Daniyar Maratovich Yeleussinov (born 13 March 1991) is a Kazakh professional boxer. As an amateur he competed at the 2012 and 2016 Olympics, winning a gold medal in 2016. He also won gold medals at the 2010 and 2014 Asian Games; the 2013 World Championships; and silver at the 2015 World Championships.

Amateur career

Yeleussinov began boxing in 1999 and is trained by his father Marat Yeleussinov. Yeleussinov kickstarted his career with gold in the 2010 Asian Games, and enjoyed a remarkable 2013 when he triumphed in both the AIBA World Championships and the Asian Championships. Twice named the AIBA Elite Men’s Boxer of the Year, he takes inspiration from legendary figures including Serik Konakbayev, Bekzat Sattarkhanov, Oscar De La Hoya and Sugar Ray Leonard, and enjoys playing football, hockey and table tennis in his spare time.

Going into the 2016 Olympics, the captain of the Kazakhstan Boxing Team was the favorite to win his division, and proved his worth by winning all of his bouts via dominant 3-0 decisions including a win over undefeated top British prospect, Josh Kelly in the 2nd round.

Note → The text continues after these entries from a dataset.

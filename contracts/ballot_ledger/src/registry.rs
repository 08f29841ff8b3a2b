//! Voter registry: the per-identifier status state machine.
//!
//! ```text
//! NotRegistered ──register(admin)──▶ Registered ──cast──▶ Voted
//!       │                                                   ▲
//!       └──────────────cast (VotingPolicy::Open only)───────┘
//! ```
//!
//! `Voted` is terminal and no transition moves backwards. Authorisation is
//! enforced by the contract entry points; this module only owns the table.

use common::ttl;
use soroban_sdk::{contracttype, symbol_short, BytesN, Env, Symbol};

use crate::config::VotingPolicy;
use crate::ContractError;

// ── Storage key prefixes ─────────────────────────────────────────────────────

const STATUS: Symbol = symbol_short!("VSTATUS");
const REG_COUNT: Symbol = symbol_short!("REG_CNT");
const VOTE_COUNT: Symbol = symbol_short!("VOTE_CNT");

/// Pseudonymous 32-byte voter identifier.
pub type VoterId = BytesN<32>;

#[contracttype]
#[derive(Clone, Copy, Debug, Eq, PartialEq)]
#[repr(u32)]
pub enum VotingStatus {
    NotRegistered = 0,
    Registered = 1,
    Voted = 2,
}

fn status_key(voter_id: &VoterId) -> (Symbol, VoterId) {
    (STATUS, voter_id.clone())
}

fn write_status(env: &Env, voter_id: &VoterId, status: VotingStatus) {
    let key = status_key(voter_id);
    env.storage().persistent().set(&key, &status);
    ttl::extend_persistent(env, &key);
}

fn bump_counter(env: &Env, key: &Symbol) {
    let current: u64 = env.storage().instance().get(key).unwrap_or(0);
    env.storage()
        .instance()
        .set(key, &current.saturating_add(1));
}

/// Current status; identifiers never written are `NotRegistered`.
pub fn status_of(env: &Env, voter_id: &VoterId) -> VotingStatus {
    env.storage()
        .persistent()
        .get(&status_key(voter_id))
        .unwrap_or(VotingStatus::NotRegistered)
}

/// Fails with `AlreadyProcessed` unless `voter_id` is still `NotRegistered`.
pub(crate) fn ensure_registrable(env: &Env, voter_id: &VoterId) -> Result<(), ContractError> {
    match status_of(env, voter_id) {
        VotingStatus::NotRegistered => Ok(()),
        VotingStatus::Registered | VotingStatus::Voted => Err(ContractError::AlreadyProcessed),
    }
}

/// `NotRegistered → Registered`.
pub(crate) fn register(env: &Env, voter_id: &VoterId) -> Result<(), ContractError> {
    ensure_registrable(env, voter_id)?;
    write_status(env, voter_id, VotingStatus::Registered);
    bump_counter(env, &REG_COUNT);
    Ok(())
}

/// Checks that `voter_id` may move to `Voted` under `policy` without
/// touching storage. `DuplicateVote` takes precedence over the gate.
pub(crate) fn ensure_can_vote(
    env: &Env,
    voter_id: &VoterId,
    policy: VotingPolicy,
) -> Result<(), ContractError> {
    match (status_of(env, voter_id), policy) {
        (VotingStatus::Voted, _) => Err(ContractError::DuplicateVote),
        (VotingStatus::NotRegistered, VotingPolicy::RegistrationGated) => {
            Err(ContractError::NotRegistered)
        }
        _ => Ok(()),
    }
}

/// `Registered → Voted`, or `NotRegistered → Voted` under the open policy.
pub(crate) fn mark_voted(
    env: &Env,
    voter_id: &VoterId,
    policy: VotingPolicy,
) -> Result<(), ContractError> {
    ensure_can_vote(env, voter_id, policy)?;
    write_status(env, voter_id, VotingStatus::Voted);
    bump_counter(env, &VOTE_COUNT);
    Ok(())
}

/// Successful registrations ever made, including voters who have since voted.
pub fn registered_count(env: &Env) -> u64 {
    env.storage().instance().get(&REG_COUNT).unwrap_or(0)
}

/// Identifiers that reached `Voted`.
pub fn voted_count(env: &Env) -> u64 {
    env.storage().instance().get(&VOTE_COUNT).unwrap_or(0)
}
//! Configuration for cut-cell construction.
//!
//! A [`CellConfig`] holds everything a cell needs besides its corner samples:
//! the elastic material, the classification threshold and the number of
//! sub-cells per axis used for integration.

#[cfg(feature = "serde")]
use serde::{Deserialize, Serialize};

use crate::error::{CellError, CellResult};
use crate::material::ElasticMaterial;

/// Parameters shared by every cell built from the same configuration.
#[derive(Debug, Clone, Copy, PartialEq)]
#[cfg_attr(feature = "serde", derive(Serialize, Deserialize))]
pub struct CellConfig {
    /// Elastic material of the occupied region.
    pub material: ElasticMaterial,
    /// Classification tolerance on the occupied fraction.
    ///
    /// A cell is solid when `area <= threshold` and fluid when
    /// `area >= 1 - threshold`.
    pub threshold: f64,
    /// Number of sub-cells along each axis.
    pub edge_sample_num: usize,
}

impl Default for CellConfig {
    fn default() -> Self {
        Self {
            material: ElasticMaterial::default(),
            threshold: 1e-3,
            edge_sample_num: 4,
        }
    }
}

impl CellConfig {
    /// Create a configuration from raw parameters.
    #[must_use]
    pub const fn new(
        youngs_modulus: f64,
        poissons_ratio: f64,
        threshold: f64,
        edge_sample_num: usize,
    ) -> Self {
        Self {
            material: ElasticMaterial::new(youngs_modulus, poissons_ratio),
            threshold,
            edge_sample_num,
        }
    }

    /// Configuration with two sub-cells per axis, for fast previews.
    #[must_use]
    pub fn coarse() -> Self {
        Self {
            edge_sample_num: 2,
            ..Default::default()
        }
    }

    /// Configuration with eight sub-cells per axis.
    #[must_use]
    pub fn fine() -> Self {
        Self {
            edge_sample_num: 8,
            ..Default::default()
        }
    }

    /// Set the material.
    #[must_use]
    pub const fn with_material(mut self, material: ElasticMaterial) -> Self {
        self.material = material;
        self
    }

    /// Set the classification threshold.
    #[must_use]
    pub const fn with_threshold(mut self, threshold: f64) -> Self {
        self.threshold = threshold;
        self
    }

    /// Set the number of sub-cells per axis.
    #[must_use]
    pub const fn with_edge_sample_num(mut self, edge_sample_num: usize) -> Self {
        self.edge_sample_num = edge_sample_num;
        self
    }

    /// Validate the configuration.
    ///
    /// # Errors
    ///
    /// Returns an error if the material is invalid, the threshold is not in
    /// `[0, 0.5)`, or `edge_sample_num` is zero.
    pub fn validate(&self) -> CellResult<()> {
        self.material.validate()?;

        if !(self.threshold >= 0.0 && self.threshold < 0.5) {
            return Err(CellError::InvalidThreshold(self.threshold));
        }

        if self.edge_sample_num == 0 {
            return Err(CellError::InvalidSampleCount(self.edge_sample_num));
        }

        Ok(())
    }
}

His style has been compared to Vasyl Lomachenko and Floyd Mayweather Jr. as he has outstanding hand and foot speed, he works off angles, has an impeccable defense and has tremendous power in both hands. Yeleussinov has continued his country's domination in one of boxing’s glamour divisions as he is the 4th straight Kazakhstan boxer to win gold in the welterweight division, and he is the first of those Olympic champions to turn professional.  “When I was coming up, I looked up to the welterweights who won gold medals before me. Bakhtiyar Artayev, Bakhyt Sarsekbayev, and Serik Sapiyev were my idols,” said Yeleussinov. “I know if they ever turned professional, all three of them would have been world champion, as well as pound for pound one of the best. By signing with my management team, I know they will lead me to the pros properly, and give me the opportunity to show that Kazakhstan not only produces the best welterweights in the amateurs but also the best welterweights in the professional ranks!”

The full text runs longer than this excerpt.